LE CINÉ

WHIPLASH

Bon. Je l’ai ma confirmation.

Je n’en doutais pas franchement, mais j’ai maintenant la certitude que le talent de Damien Chazelle est très, très grand. Car si son dernier film La La Land est sans aucun doute l’un des plus beaux que j’ai pu voir, il s’avère qu’avant ça il avait aussi écrit et réalisé Whiplash, sorti en 2014. Je l’ai vu pour la première fois il y a quelques jours, et je n’en ai vraiment, mais vraiment pas été déçue.

Whiplash c’est l’histoire d’Andrew Neiman, jeune batteur étudiant dans un prestigieux conservatoire. Il est passionné, il est aussi très doué, et nourrit l’ambition d’intégrer l’orchestre de l’exigeant professeur Terence Fletcher. Et pour atteindre ses rêves, Andrew est prêt à s’impliquer – tout entier.

Ce film, c’est une claque.

D’abord, de par la réalisation. Chazelle a ce truc pour intensifier chaque détail – qu’il s’agisse d’émotions, de gestes, de traits de caractères… Mais aussi de couleurs. Je ne sais pas comment il fait ou avec quel matos il travaille mais tout est plus beau, tout est plus chaud. Et pour le son, c’est la même chose. Pour ce qui est de la BO – conçue encore une fois par Justin Hurwitz qui est aussi à des titres utilisés dans La La Land, c’est évidemment une pure folie (notons qu’il est parvenu à me faire aimer le jazz). Mais ce qui est ouf c’est qu’il arrive à donner une dimension toute aussi particulière au silence. Comment? Aucune idée. Il est juste très fort, il sait maîtriser l’ensemble. La maîtrise est aussi bien présente dans la manière dont il cadre et rythme le film. Il parvient à nous offrir des plans d’une longueur folle, des allers-retours entre différents plans rapprochés, sans pause. Ah. Aussi. J’aime la manière dont ses dialogues sont construits. Les répliques se chevauchent, les personnages se coupent la paroles… Ils sont crédibles, quoi.

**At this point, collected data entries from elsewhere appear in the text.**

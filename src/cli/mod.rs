//! Command-line commands for the `haqei` binary.

mod classify;
mod tree;
mod verify;

pub use classify::{Classify, run_classify_command};
pub use tree::{Tree, run_tree_command};
pub use verify::{Verify, run_verify_command};

use std::path::PathBuf;

use clap::Subcommand;

use crate::config::EngineConfig;

#[derive(Subcommand, Debug, Clone)]
pub enum Command {
    /// Load the content directory and report catalog and corpus completeness
    Verify(Verify),

    /// Print the transformation tree for a starting hexagram and line
    ///
    /// The content directory must hold `narratives.json` next to `catalog.toml`.
    /// Only `catalog.toml` ships in `data/`; supply a corpus with all 3072
    /// entries, or set HAQEI_STRICT_CORPUS=false to accept a partial one.
    Tree(Tree),

    /// Classify role answers from a JSON file and analyze compatibility
    ///
    /// Loading needs `narratives.json` in the content directory even though
    /// classification does not read it. Only `catalog.toml` ships in `data/`;
    /// supply a corpus, or set HAQEI_STRICT_CORPUS=false to accept a partial one.
    Classify(Classify),
}

/// Output format for commands that print results.
#[derive(Clone, Copy, Debug, Default, PartialEq, Eq, clap::ValueEnum)]
pub enum OutputFormat {
    #[default]
    Table,
    Json,
}

pub async fn run_command(command: Command, config: EngineConfig) -> anyhow::Result<()> {
    match command {
        Command::Verify(args) => run_verify_command(&args, config).await,
        Command::Tree(args) => run_tree_command(&args, config).await,
        Command::Classify(args) => run_classify_command(&args, config).await,
    }
}

/// Apply a `--content-dir` override on top of the loaded configuration.
fn with_content_dir(mut config: EngineConfig, content_dir: Option<&PathBuf>) -> EngineConfig {
    if let Some(dir) = content_dir {
        config.content_dir = dir.clone();
    }
    config
}
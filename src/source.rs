//! Backing stores for the reference catalogue and the narrative corpus.
//!
//! The engine reads its data through the [`ContentSource`] trait exactly once.
//! [`FileContentSource`] reads a content directory with async I/O;
//! [`StaticContentSource`] serves data already held in memory.

use std::path::{Path, PathBuf};

use async_trait::async_trait;
use serde::{Deserialize, Serialize};

use crate::catalog::{ProfileRecord, builtin};
use crate::error::InitializationError;
use crate::narrative::RawCorpus;

/// File name of the catalogue inside a content directory.
pub const CATALOG_FILE: &str = "catalog.toml";

/// File name of the narrative corpus inside a content directory.
pub const NARRATIVES_FILE: &str = "narratives.json";

/// Maximum size of `catalog.toml` (256 KiB).
const MAX_CATALOG_FILE_SIZE: u64 = 256 * 1024;

/// Maximum size of `narratives.json` (32 MiB).
const MAX_NARRATIVES_FILE_SIZE: u64 = 32 * 1024 * 1024;

/// Supplies raw reference data to the engine.
#[async_trait]
pub trait ContentSource: Send + Sync {
    /// Short description used in logs.
    fn describe(&self) -> String;

    /// Raw catalogue records; validated by the caller.
    async fn fetch_catalog(&self) -> Result<Vec<ProfileRecord>, InitializationError>;

    /// Raw narrative corpus; keys are canonicalized by the caller.
    async fn fetch_narratives(&self) -> Result<RawCorpus, InitializationError>;
}

/// On-disk shape of `catalog.toml`.
#[derive(Debug, Clone, Default, Serialize, Deserialize)]
pub struct CatalogFile {
    #[serde(rename = "profile", default)]
    pub profiles: Vec<ProfileRecord>,
}

/// Reads `catalog.toml` and `narratives.json` from a directory.
#[derive(Debug, Clone)]
pub struct FileContentSource {
    dir: PathBuf,
}

impl FileContentSource {
    pub fn new(dir: impl Into<PathBuf>) -> Self {
        Self { dir: dir.into() }
    }

    pub fn dir(&self) -> &Path {
        &self.dir
    }
}

#[async_trait]
impl ContentSource for FileContentSource {
    fn describe(&self) -> String {
        format!("directory {}", self.dir.display())
    }

    async fn fetch_catalog(&self) -> Result<Vec<ProfileRecord>, InitializationError> {
        let path = self.dir.join(CATALOG_FILE);
        let content = read_capped(&path, MAX_CATALOG_FILE_SIZE).await?;
        let file: CatalogFile =
            toml::from_str(&content).map_err(|e| InitializationError::ParseFailed {
                path: path.display().to_string(),
                reason: e.to_string(),
            })?;
        tracing::debug!(records = file.profiles.len(), "Read catalog from {:?}", path);
        Ok(file.profiles)
    }

    async fn fetch_narratives(&self) -> Result<RawCorpus, InitializationError> {
        let path = self.dir.join(NARRATIVES_FILE);
        let content = read_capped(&path, MAX_NARRATIVES_FILE_SIZE).await?;
        let corpus: RawCorpus =
            serde_json::from_str(&content).map_err(|e| InitializationError::ParseFailed {
                path: path.display().to_string(),
                reason: e.to_string(),
            })?;
        tracing::debug!(entries = corpus.len(), "Read narratives from {:?}", path);
        Ok(corpus)
    }
}

/// Read a UTF-8 file, rejecting it before reading if it exceeds `max` bytes.
async fn read_capped(path: &Path, max: u64) -> Result<String, InitializationError> {
    let read_failed = |e: std::io::Error| InitializationError::ReadFailed {
        path: path.display().to_string(),
        reason: e.to_string(),
    };

    let meta = tokio::fs::metadata(path).await.map_err(read_failed)?;
    if meta.len() > max {
        return Err(InitializationError::TooLarge {
            path: path.display().to_string(),
            size: meta.len(),
            max,
        });
    }

    let content = tokio::fs::read_to_string(path).await.map_err(read_failed)?;
    // Strip a UTF-8 BOM left by some editors.
    Ok(content
        .strip_prefix('\u{feff}')
        .map(str::to_string)
        .unwrap_or(content))
}

/// Serves records and narratives held in memory.
#[derive(Debug, Clone, Default)]
pub struct StaticContentSource {
    catalog: Vec<ProfileRecord>,
    narratives: RawCorpus,
}

impl StaticContentSource {
    pub fn new(catalog: Vec<ProfileRecord>, narratives: RawCorpus) -> Self {
        Self {
            catalog,
            narratives,
        }
    }

    /// The built-in catalogue with the given narratives.
    pub fn builtin(narratives: RawCorpus) -> Self {
        Self::new(builtin::records(), narratives)
    }
}

#[async_trait]
impl ContentSource for StaticContentSource {
    fn describe(&self) -> String {
        format!(
            "in-memory ({} records, {} narratives)",
            self.catalog.len(),
            self.narratives.len()
        )
    }

    async fn fetch_catalog(&self) -> Result<Vec<ProfileRecord>, InitializationError> {
        Ok(self.catalog.clone())
    }

    async fn fetch_narratives(&self) -> Result<RawCorpus, InitializationError> {
        Ok(self.narratives.clone())
    }
}
//! Canonical forms for hexagram names and line names.
//!
//! Content files spell hexagram names with legacy character variants and label
//! lines either by traditional name (`初九`) or by position only (`初爻`). All of
//! it is normalized once at load time so every later lookup is an exact match.

use crate::catalog::trigram::Line;

/// Legacy or alternate characters and their canonical replacements.
const VARIANT_CHARS: &[(char, char)] = &[
    ('澤', '沢'),
    ('蛊', '蠱'),
    ('爲', '為'),
    ('晉', '晋'),
    ('壯', '壮'),
    ('歸', '帰'),
    ('豐', '豊'),
    ('濟', '済'),
    ('觀', '観'),
    ('剝', '剥'),
    ('頥', '頤'),
    ('恆', '恒'),
    ('遁', '遯'),
];

/// Normalize a hexagram name: trim, drop interior whitespace (ASCII and
/// full-width) and replace legacy character variants.
pub fn canonical_name(raw: &str) -> String {
    raw.chars()
        .filter(|c| !c.is_whitespace())
        .map(|c| {
            VARIANT_CHARS
                .iter()
                .find(|(from, _)| *from == c)
                .map(|(_, to)| *to)
                .unwrap_or(c)
        })
        .collect()
}

/// Traditional name of a line from its position (1 = bottom) and value.
///
/// Returns `None` for positions outside `1..=6`.
pub fn line_name(position: u8, line: Line) -> Option<&'static str> {
    let name = match (position, line) {
        (1, Line::Yang) => "初九",
        (1, Line::Yin) => "初六",
        (2, Line::Yang) => "九二",
        (2, Line::Yin) => "六二",
        (3, Line::Yang) => "九三",
        (3, Line::Yin) => "六三",
        (4, Line::Yang) => "九四",
        (4, Line::Yin) => "六四",
        (5, Line::Yang) => "九五",
        (5, Line::Yin) => "六五",
        (6, Line::Yang) => "上九",
        (6, Line::Yin) => "上六",
        _ => return None,
    };
    Some(name)
}

/// A parsed line label.
#[derive(Debug, Clone, Copy, PartialEq, Eq)]
pub struct LineLabel {
    pub position: u8,
    /// Present when the label encodes the line value (`初九`), absent for
    /// position-only labels (`初爻`, `1`).
    pub line: Option<Line>,
}

/// Parse any accepted line label.
pub fn parse_line_label(raw: &str) -> Option<LineLabel> {
    let raw = raw.trim();

    for position in 1..=6u8 {
        for line in [Line::Yang, Line::Yin] {
            if line_name(position, line) == Some(raw) {
                return Some(LineLabel {
                    position,
                    line: Some(line),
                });
            }
        }
    }

    let position = match raw {
        "初爻" | "1" => 1,
        "二爻" | "2" => 2,
        "三爻" | "3" => 3,
        "四爻" | "4" => 4,
        "五爻" | "5" => 5,
        "上爻" | "6" => 6,
        _ => return None,
    };
    Some(LineLabel {
        position,
        line: None,
    })
}

#[cfg(test)]
mod tests {
    use super::*;

    #[test]
    fn variants_collapse_to_one_spelling() {
        assert_eq!(canonical_name("天澤履"), "天沢履");
        assert_eq!(canonical_name(" 山風蛊 "), "山風蠱");
        assert_eq!(canonical_name("乾\u{3000}為天"), "乾為天");
        assert_eq!(canonical_name("乾爲天"), "乾為天");
        assert_eq!(canonical_name("地天泰"), "地天泰");
    }

    #[test]
    fn line_names_follow_position_and_value() {
        assert_eq!(line_name(1, Line::Yang), Some("初九"));
        assert_eq!(line_name(3, Line::Yin), Some("六三"));
        assert_eq!(line_name(6, Line::Yin), Some("上六"));
        assert_eq!(line_name(0, Line::Yang), None);
        assert_eq!(line_name(7, Line::Yin), None);
    }

    #[test]
    fn parses_traditional_and_position_only_labels() {
        assert_eq!(
            parse_line_label("九五"),
            Some(LineLabel {
                position: 5,
                line: Some(Line::Yang)
            })
        );
        assert_eq!(
            parse_line_label("二爻"),
            Some(LineLabel {
                position: 2,
                line: None
            })
        );
        assert_eq!(parse_line_label("6").map(|l| l.position), Some(6));
        assert_eq!(parse_line_label("七爻"), None);
    }
}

Pour ce qui est de l’histoire, je dois avouer que je ne pensais pas être plus emballée que ça. Une histoire de passion, de rêves… Oui. Mais à ce point centrée sur un personnage? J’étais un peu perplexe et avait peur des possibles longueurs. Ce qu’il faut savoir c’est que l’intrigue principale se concentre vraiment sur la relation professeur/élève. Et elle est intense. Et elle te coupe même le souffle, parfois. Et c’est genre si puissant qu’il n’y a pas besoin de 234564 personnages et de 233423 intrigues différentes.

De vraies belles émotions, des scènes de musique complètement folles (j’ignorais qu’écouter un solo de batterie me ferait plaiz à ce point), et BAM tu te retrouves avec un sacré film!